Little girl: Mommy, whats wrong with that baby?
Mother: Oh sweetie, she's broken.
My heart crumbled. When children think of broken things they think of junk, trash. Broken toys are no fun to play with. I know the mother meant well and was trying to keep her daughter from asking too many questions but it shouldn't be that way. How are kids supposed to learn anything if we shut them down with short, inadequate answers? My child is not broken, she is different. She is not damaged, she is specially made. She is not trash, she is a gift from God. Different should be accepted, not deterred. I am always willing to answer any questions. I know children are curious and that's OK as long as you are honest.
On another note...
Aralyn was once again admitted to Children's Medical Center. This time it was because she had a fever for 26 days and her pediatrician didn't know what else to do. She had a team of several doctors and not one knew what to do. None of them had ever seen anything like Aralyn's condition and had never heard of Trisomy 8. That's scary. You take your children to doctors because they are educated and experienced in caring for the sick. What do you do when a doctor looks at you and says, "I'm sorry Mrs. Walden, but we just don't know.". Will anyone ever know and if they do eventually find out, will it be too late?

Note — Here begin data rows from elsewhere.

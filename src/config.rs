//! Tick thresholds for the button, display and animation state machines.
//!
//! [`Timing::DEFAULT`] matches the board as shipped: one tick is one
//! millisecond of the blocking delay.

use crate::error::ConfigError;

/// Button gesture thresholds, in ticks.
#[derive(Clone, Copy, Debug, PartialEq, Eq)]
#[cfg_attr(feature = "defmt", derive(defmt::Format))]
pub struct ButtonTiming {
    /// A level must hold this long before a press or release is accepted.
    pub debounce: u32,
    /// Presses at least this long are long presses.
    pub long_press: u32,
    /// Time after the first release during which a second press makes a double press.
    pub double_window: u32,
}

impl ButtonTiming {
    pub const DEFAULT: Self = Self {
        debounce: 10,
        long_press: 1000,
        double_window: 500,
    };
}

/// Board scan and cursor blink timing, in ticks.
#[derive(Clone, Copy, Debug, PartialEq, Eq)]
#[cfg_attr(feature = "defmt", derive(defmt::Format))]
pub struct DisplayTiming {
    /// Hold time of each occupied cell per frame.
    pub cell_hold: u32,
    /// Hold time of the cursor LED per frame.
    pub cursor_hold: u32,
    /// Part of the blink period during which the cursor is shown.
    pub blink_on: u32,
    /// Part of the blink period during which the cursor is hidden.
    pub blink_off: u32,
}

impl DisplayTiming {
    pub const DEFAULT: Self = Self {
        cell_hold: 3,
        cursor_hold: 1,
        blink_on: 500,
        blink_off: 100,
    };

    /// Full blink period.
    #[inline]
    #[must_use]
    pub const fn blink_period(&self) -> u32 {
        self.blink_on.saturating_add(self.blink_off)
    }
}

/// End-of-game animation timing.
#[derive(Clone, Copy, Debug, PartialEq, Eq)]
#[cfg_attr(feature = "defmt", derive(defmt::Format))]
pub struct AnimationTiming {
    /// Lit time of the fill or X pattern per cycle.
    pub on: u32,
    /// Dark pause after the pattern.
    pub off: u32,
    /// Hold time of each cell while a pattern is multiplexed.
    pub mask_step: u32,
    /// Cycles played before the game restarts.
    pub cycles: u8,
}

impl AnimationTiming {
    pub const DEFAULT: Self = Self {
        on: 1000,
        off: 500,
        mask_step: 2,
        cycles: 3,
    };
}

/// Complete timing configuration.
#[derive(Clone, Copy, Debug, PartialEq, Eq)]
#[cfg_attr(feature = "defmt", derive(defmt::Format))]
pub struct Timing {
    pub button: ButtonTiming,
    pub display: DisplayTiming,
    pub animation: AnimationTiming,
}

impl Timing {
    pub const DEFAULT: Self = Self {
        button: ButtonTiming::DEFAULT,
        display: DisplayTiming::DEFAULT,
        animation: AnimationTiming::DEFAULT,
    };

    /// Check that the thresholds keep every state machine live.
    pub const fn validate(self) -> Result<Self, ConfigError> {
        if self.display.blink_period() == 0 {
            return Err(ConfigError::BlinkPeriodZero);
        }
        if self.animation.mask_step == 0 {
            return Err(ConfigError::MaskStepZero);
        }
        if self.animation.cycles == 0 {
            return Err(ConfigError::AnimationCyclesZero);
        }
        if self.button.long_press <= self.button.debounce {
            return Err(ConfigError::LongPressWithinDebounce);
        }
        if self.button.double_window <= self.button.debounce {
            return Err(ConfigError::DoubleWindowWithinDebounce);
        }
        Ok(self)
    }
}

impl Default for Timing {
    fn default() -> Self {
        Self::DEFAULT
    }
}

#[cfg(test)]
mod tests {
    use super::*;

    #[test]
    fn test_default_is_valid() {
        assert_eq!(Timing::DEFAULT.validate(), Ok(Timing::DEFAULT));
        assert_eq!(Timing::DEFAULT.display.blink_period(), 600);
    }

    #[test]
    fn test_rejects_zero_blink_period() {
        let mut timing = Timing::DEFAULT;
        timing.display.blink_on = 0;
        timing.display.blink_off = 0;
        assert_eq!(timing.validate(), Err(ConfigError::BlinkPeriodZero));
    }

    #[test]
    fn test_rejects_stalling_animation() {
        let mut timing = Timing::DEFAULT;
        timing.animation.mask_step = 0;
        assert_eq!(timing.validate(), Err(ConfigError::MaskStepZero));

        let mut timing = Timing::DEFAULT;
        timing.animation.cycles = 0;
        assert_eq!(timing.validate(), Err(ConfigError::AnimationCyclesZero));
    }

    #[test]
    fn test_rejects_button_thresholds_inside_debounce() {
        let mut timing = Timing::DEFAULT;
        timing.button.long_press = timing.button.debounce;
        assert_eq!(timing.validate(), Err(ConfigError::LongPressWithinDebounce));

        let mut timing = Timing::DEFAULT;
        timing.button.double_window = 5;
        assert_eq!(
            timing.validate(),
            Err(ConfigError::DoubleWindowWithinDebounce)
        );
    }
}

I "what-if" all the time and I'm sure its not healthy but if I settle for "what is" I'll be letting Aralyn. I am her advocate. If I don't search for answers, who will? Her doctors decided that her fever is neurological and her "normal" will be high. When she gets sick, her temperature will be really high. I know where the nearest hospital is and her bag is always ready. I have a folder full of her medical history and information, but in that moment will I be prepared? Will I forget her bag or folder? Will I pass the hospital? What? Will? If? How? Why? Those are the questions that keep my mind racing. Those short, simple words keep me up at night. She is here today and I am learning to live in the moment. God has blessed me and believes in me. That alone is enough to make it through another day.